I've seen fish eat poop, then be like oops and spit poop out lol. I thought this thread was a joke XP. Also just want to add if you over clean your tank it could be just as bad as a too dirty tank


----------



## Toshogu (Apr 24, 2009)

doesn't have to be fish, maybe snails, invetabretes, eh.. worms?


----------



## Obsidian (May 20, 2007)

I believe that the best you can do in an aquatic environment in your house is find snails that will eat the extra food left over etc. Now keep in mind that snails poop as well. MTS would be a good choice but keep in mind how many of them you will have in a short period of time. Also the snails are eating detritus, NOT poop. For lines of poop on your black sand there is nothing that I know of that can help you.


----------



## alliecat420 (Mar 28, 2009)

nothing.. not snails.. no invertabrets.. not even worms... nothing eats poop..


----------



## lohachata (Jan 27, 2006)

nope..... nope..... and nope... lol

there are many mammals that eat the excerment of their newborn....part of that is because it has nutrients in it..also to keep predators from getting the scent..newborn do not have a scent of their own; but their waste does..


----------



## lohachata (Jan 27, 2006)

sometimes i have to holler at folks about things that they don't really understand...
now.....ya'all put on the thinking caps...... take a good look at your fishes... now think about what their natural habitat is like..... what is the water like???....what kind of substrate??... plants??.. driftwood??.. rocks??.. 
all of these things are important...where it came from is the perfect environment for those fishes..
but we human beings like to think that we are smarter than god and we create environments that we think they should be in... mainly because it is what "WE" want and think looks good...
fish really do not live in near sterile conditions...if some folks ever got a good look at areas of the amazon they would be down there with 1,000,000,000,000 GPM canister filters trying to clean up all the nasty gunk.
there is such a thing as being too clean for the good of the fish..

toshogu...... i think you need to be less anal about this issue or you are going to analize your fish to death... lol


----------



## shev (Jan 18, 2005)

I've been conditioning my fish wrong this whole time?


----------



## Toshogu (Apr 24, 2009)

Half the fun of creating a mixed species aquarium is finding fish with same parameters that fit some function within the tank. Pleco's and snails for most algae, Cory's and shrimp for destrus and leftovers, Platy's to keep the plants clean, Beta's to sit there and look good. I'll be adding Sidthemunkeys to keep the snails in check. and some (true) siamese algae eaters, once the hair algae shows up.


----------



## skason (Jan 8, 2009)

Horses and Rabbits eat their own feces. Post-Gastric Fermenters. Rabbits are sneaky and do it at night.


----------



## Guest (May 3, 2009)

i cant seem to find any fish names "Sidthemunkey":- i think the name is spelt "Sidthimunki".


----------



## Toshogu (Apr 24, 2009)

it's Botia (sounds like "Sid the Monkey") spelling


----------



## Mr. Puffer (Mar 26, 2007)

http://www.britannica.com/EBchecked/topic/526792/scat

I also have about 5-6 other links just from googling Scat once. They are known eaters of poo. Their definately not freshwater, but everyone here seems to think there aren't fish that eat poo. Figured I would let you know thats not true.

And I also have a couple of old old old tropical fish keeping books that also explain their name, and the reason they were given it... The fact they eat poo when there is no food available. They date back to the early 60's and one even back to the 40's.


----------



## emc7 (Jul 23, 2005)

I would be looking for a mechanical, rather than biological solution. Maybe a rotating powerhead close to substrate level, blowing from one end toward a power filter intake on the other. 

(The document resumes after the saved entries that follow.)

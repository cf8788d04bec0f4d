//! Config source adapter.
//!
//! Desired state arrives as per-source sets of address entries (one JSON
//! value per address name, the shape a mounted config object takes). This
//! module merges all sources into per-group desired sets and feeds
//! whole-group replacement events into the reconciler, in the order the
//! underlying sources produced them.

use std::collections::{BTreeMap, BTreeSet, HashMap};
use std::path::{Path, PathBuf};
use std::time::Duration;

use anyhow::Result;
use mqplane_address::{decode_entry, Address, AddressEntry};
use tokio::sync::{mpsc, watch};
use tracing::{debug, info, warn};

use crate::reconciler::SchedulerEvent;

/// Aggregates address entries from multiple sources into per-group desired
/// sets.
///
/// Each source replaces its entries wholesale on every update. Entries
/// sharing a group id are merged across all currently known sources; when
/// two sources define the same address name, the most recently updated
/// source wins. Only groups whose merged set actually changed are reported,
/// so duplicate notifications produce no downstream work.
#[derive(Default)]
pub struct ConfigAggregator {
    sources: HashMap<String, SourceEntries>,
    emitted: HashMap<String, BTreeSet<Address>>,
    update_counter: u64,
}

struct SourceEntries {
    updated: u64,
    entries: BTreeMap<String, AddressEntry>,
}

impl ConfigAggregator {
    pub fn new() -> Self {
        Self::default()
    }

    /// Replace one source's entries wholesale.
    ///
    /// A malformed entry is dropped with a warning; the rest of the source
    /// still applies. Returns the groups whose merged desired set changed,
    /// in group-id order.
    pub fn apply_source(
        &mut self,
        source: &str,
        raw_entries: &BTreeMap<String, serde_json::Value>,
    ) -> Vec<(String, BTreeSet<Address>)> {
        let mut entries = BTreeMap::new();
        for (name, value) in raw_entries {
            match decode_entry(name, value) {
                Ok(entry) => {
                    entries.insert(name.clone(), entry);
                }
                Err(e) => {
                    warn!(
                        source = %source,
                        entry = %name,
                        error = %e,
                        "Dropping malformed address entry"
                    );
                }
            }
        }

        self.update_counter += 1;
        self.sources.insert(
            source.to_string(),
            SourceEntries {
                updated: self.update_counter,
                entries,
            },
        );

        self.diff_merged()
    }

    /// Forget a source entirely (its backing object disappeared).
    pub fn remove_source(&mut self, source: &str) -> Vec<(String, BTreeSet<Address>)> {
        if self.sources.remove(source).is_none() {
            return Vec::new();
        }
        self.diff_merged()
    }

    fn merged(&self) -> HashMap<String, BTreeSet<Address>> {
        // Most recently updated source wins on name collisions.
        let mut sources: Vec<&SourceEntries> = self.sources.values().collect();
        sources.sort_by_key(|s| s.updated);

        let mut by_name: BTreeMap<&str, &AddressEntry> = BTreeMap::new();
        for source in sources {
            for (name, entry) in &source.entries {
                by_name.insert(name.as_str(), entry);
            }
        }

        let mut groups: HashMap<String, BTreeSet<Address>> = HashMap::new();
        for entry in by_name.values() {
            groups
                .entry(entry.group_id.clone())
                .or_default()
                .insert(entry.address.clone());
        }
        groups
    }

    fn diff_merged(&mut self) -> Vec<(String, BTreeSet<Address>)> {
        let merged = self.merged();

        // A group absent from the new snapshot is torn down by the
        // lifecycle layer, not by us; just forget it.
        self.emitted
            .retain(|group_id, _| merged.contains_key(group_id));

        let mut changed = Vec::new();
        for (group_id, addresses) in merged {
            if self.emitted.get(&group_id) != Some(&addresses) {
                self.emitted.insert(group_id.clone(), addresses.clone());
                changed.push((group_id, addresses));
            }
        }
        changed.sort_by(|a, b| a.0.cmp(&b.0));
        changed
    }
}

/// Poll the configured source directories and feed group changes into the
/// scheduler's event stream. Runs until shutdown.
pub async fn run_config_watch_loop(
    dirs: Vec<PathBuf>,
    poll_interval: Duration,
    events: mpsc::Sender<SchedulerEvent>,
    mut shutdown: watch::Receiver<bool>,
) -> Result<()> {
    let mut aggregator = ConfigAggregator::new();
    let mut timer = tokio::time::interval(poll_interval);

    info!(
        sources = dirs.len(),
        interval_secs = poll_interval.as_secs(),
        "Starting config watch loop"
    );

    loop {
        tokio::select! {
            _ = timer.tick() => {
                for dir in &dirs {
                    let source = dir.display().to_string();

                    let changed = match read_entry_dir(dir) {
                        Ok(entries) => aggregator.apply_source(&source, &entries),
                        Err(e) if e.kind() == std::io::ErrorKind::NotFound => {
                            debug!(source = %source, "Source directory absent");
                            aggregator.remove_source(&source)
                        }
                        Err(e) => {
                            warn!(source = %source, error = %e, "Failed to read source directory");
                            continue;
                        }
                    };

                    for (group_id, desired) in changed {
                        info!(
                            group_id = %group_id,
                            addresses = desired.len(),
                            "Group configuration changed"
                        );
                        if events
                            .send(SchedulerEvent::GroupsChanged { group_id, desired })
                            .await
                            .is_err()
                        {
                            // Scheduler is gone; stop feeding it.
                            return Ok(());
                        }
                    }
                }
            }
            _ = shutdown.changed() => {
                if *shutdown.borrow() {
                    info!("Config watch loop shutting down");
                    break;
                }
            }
        }
    }

    Ok(())
}

/// Read one source directory: one JSON file per address entry, file stem =
/// address name. Dot-prefixed names and subdirectories are skipped (config
/// map mounts carry dot-prefixed bookkeeping entries).
fn read_entry_dir(dir: &Path) -> std::io::Result<BTreeMap<String, serde_json::Value>> {
    let mut entries = BTreeMap::new();

    for dirent in std::fs::read_dir(dir)? {
        let dirent = dirent?;
        let path = dirent.path();

        let Some(file_name) = path.file_name().and_then(|s| s.to_str()) else {
            continue;
        };
        if file_name.starts_with('.') || !path.is_file() {
            continue;
        }
        let Some(name) = path.file_stem().and_then(|s| s.to_str()) else {
            continue;
        };

        let raw = match std::fs::read_to_string(&path) {
            Ok(raw) => raw,
            Err(e) => {
                warn!(path = %path.display(), error = %e, "Failed to read entry file");
                continue;
            }
        };

        match serde_json::from_str(&raw) {
            Ok(value) => {
                entries.insert(name.to_string(), value);
            }
            Err(e) => {
                warn!(path = %path.display(), error = %e, "Dropping unparseable entry file");
            }
        }
    }

    Ok(entries)
}

#[cfg(test)]
mod tests {
    use super::*;

    fn entry(group_id: &str) -> serde_json::Value {
        serde_json::json!({
            "store_and_forward": true,
            "multicast": false,
            "group_id": group_id,
        })
    }

    fn raw(entries: &[(&str, serde_json::Value)]) -> BTreeMap<String, serde_json::Value> {
        entries
            .iter()
            .map(|(name, value)| (name.to_string(), value.clone()))
            .collect()
    }

    fn names(set: &BTreeSet<Address>) -> Vec<&str> {
        set.iter().map(|a| a.name.as_str()).collect()
    }

    #[test]
    fn test_snapshot_groups_by_group_id() {
        let mut aggregator = ConfigAggregator::new();

        let changed = aggregator.apply_source(
            "maas",
            &raw(&[
                ("queue1", entry("br1")),
                ("queue2", entry("br1")),
                ("queue3", entry("br2")),
            ]),
        );

        assert_eq!(changed.len(), 2);
        assert_eq!(changed[0].0, "br1");
        assert_eq!(names(&changed[0].1), vec!["queue1", "queue2"]);
        assert_eq!(changed[1].0, "br2");
        assert_eq!(names(&changed[1].1), vec!["queue3"]);
    }

    #[test]
    fn test_duplicate_snapshot_emits_nothing() {
        let mut aggregator = ConfigAggregator::new();
        let entries = raw(&[("queue1", entry("br1"))]);

        assert_eq!(aggregator.apply_source("maas", &entries).len(), 1);
        assert!(aggregator.apply_source("maas", &entries).is_empty());
    }

    #[test]
    fn test_malformed_entry_is_dropped_others_survive() {
        let mut aggregator = ConfigAggregator::new();

        let changed = aggregator.apply_source(
            "maas",
            &raw(&[
                ("queue1", entry("br1")),
                ("broken", serde_json::json!({"multicast": "nope"})),
                ("queue2", entry("br2")),
            ]),
        );

        assert_eq!(changed.len(), 2);
        assert_eq!(names(&changed[0].1), vec!["queue1"]);
        assert_eq!(names(&changed[1].1), vec!["queue2"]);
    }

    #[test]
    fn test_sources_merge_into_one_group() {
        let mut aggregator = ConfigAggregator::new();

        aggregator.apply_source("maas-a", &raw(&[("queue1", entry("br1"))]));
        let changed = aggregator.apply_source("maas-b", &raw(&[("queue2", entry("br1"))]));

        assert_eq!(changed.len(), 1);
        assert_eq!(names(&changed[0].1), vec!["queue1", "queue2"]);
    }

    #[test]
    fn test_name_collision_latest_source_wins() {
        let mut aggregator = ConfigAggregator::new();

        aggregator.apply_source("maas-a", &raw(&[("queue1", entry("br1"))]));
        let changed = aggregator.apply_source("maas-b", &raw(&[("queue1", entry("br2"))]));

        // queue1 moved to br2; br1's merged set is now empty and vanishes
        // (teardown is the lifecycle layer's job).
        assert_eq!(changed.len(), 1);
        assert_eq!(changed[0].0, "br2");
        assert_eq!(names(&changed[0].1), vec!["queue1"]);
    }

    #[test]
    fn test_removing_an_address_shrinks_the_group() {
        let mut aggregator = ConfigAggregator::new();

        aggregator.apply_source(
            "maas",
            &raw(&[("queue1", entry("br1")), ("queue2", entry("br1"))]),
        );
        let changed = aggregator.apply_source("maas", &raw(&[("queue1", entry("br1"))]));

        assert_eq!(changed.len(), 1);
        assert_eq!(names(&changed[0].1), vec!["queue1"]);
    }

    #[test]
    fn test_removed_source_revokes_its_entries() {
        let mut aggregator = ConfigAggregator::new();

        aggregator.apply_source("maas-a", &raw(&[("queue1", entry("br1"))]));
        aggregator.apply_source("maas-b", &raw(&[("queue2", entry("br1"))]));

        let changed = aggregator.remove_source("maas-b");
        assert_eq!(changed.len(), 1);
        assert_eq!(names(&changed[0].1), vec!["queue1"]);
    }

    #[test]
    fn test_read_entry_dir() {
        let dir = tempfile::tempdir().unwrap();
        std::fs::write(
            dir.path().join("queue1.json"),
            entry("br1").to_string(),
        )
        .unwrap();
        std::fs::write(dir.path().join(".hidden"), "{}").unwrap();
        std::fs::write(dir.path().join("garbage.json"), "not json").unwrap();
        std::fs::create_dir(dir.path().join("subdir")).unwrap();

        let entries = read_entry_dir(dir.path()).unwrap();
        assert_eq!(entries.len(), 1);
        assert!(entries.contains_key("queue1"));
    }
}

Know any MEs? Build a submersible version of the beach-combing self-propelled vehicle they use in Florida.


----------



## lohachata (Jan 27, 2006)

actually mr puffer scats do not eat excrement..most common scat is the "scatophagus argus"......the name is from the greek.....
scata(scato) = offal = garbage = excrement...
phagos(phagus) = eater of...
argus = 1000 eyed monster in greek mythology

the name would lead one to believe that they eat excrement; but they do not.
they live in salt and brackish waters around docks and such and scavenge from the garbage that we magnificent humans dump.


----------



## Guest (May 4, 2009)

Mr. Puffer said:


> The fact they eat poo when there is no food available.


if you starve a fish and it has no recourse then yes. they will eat their own excreta to survive and that may give them just enough energy to live. excreta has no nutrional value. ma mom's Golds used to eat their own poo when mom was outta town and the damn maid refused to show up to feed them. it wasnt healthy for them. but they "survived". 

like John said, if we humans dont eat poo, why should anything else eat poo?

cheers!


----------



## ThatFishKid (Aug 9, 2008)

you know what eats poop? plants....many water problems can be cleared up with the adition of plants. my sand tank has MTSs and plants, and never been vacumed. MTSs and worms break up/down poop, but don't "eat" it. that's where the plants come in.

EDIT: also, adding a bit of flow along the bottom will help keep the poop from settling on the sand and looking bad.


----------



## wrestlerboy (Apr 8, 2009)

I think ghost shrimp eat fish poo.


----------



## komodo182 (Apr 14, 2009)

i think there are a few main options here. 
If you have a lot of time and money, you could find some scientists (genetic engineers) and have them experiment with the genome of a certain fish and maybe find a way to get it to eat poop as its main function in life by playing with its purines and/or pyrmidines. Sounds crazy i know, but the genome is coming along and this could happen one day.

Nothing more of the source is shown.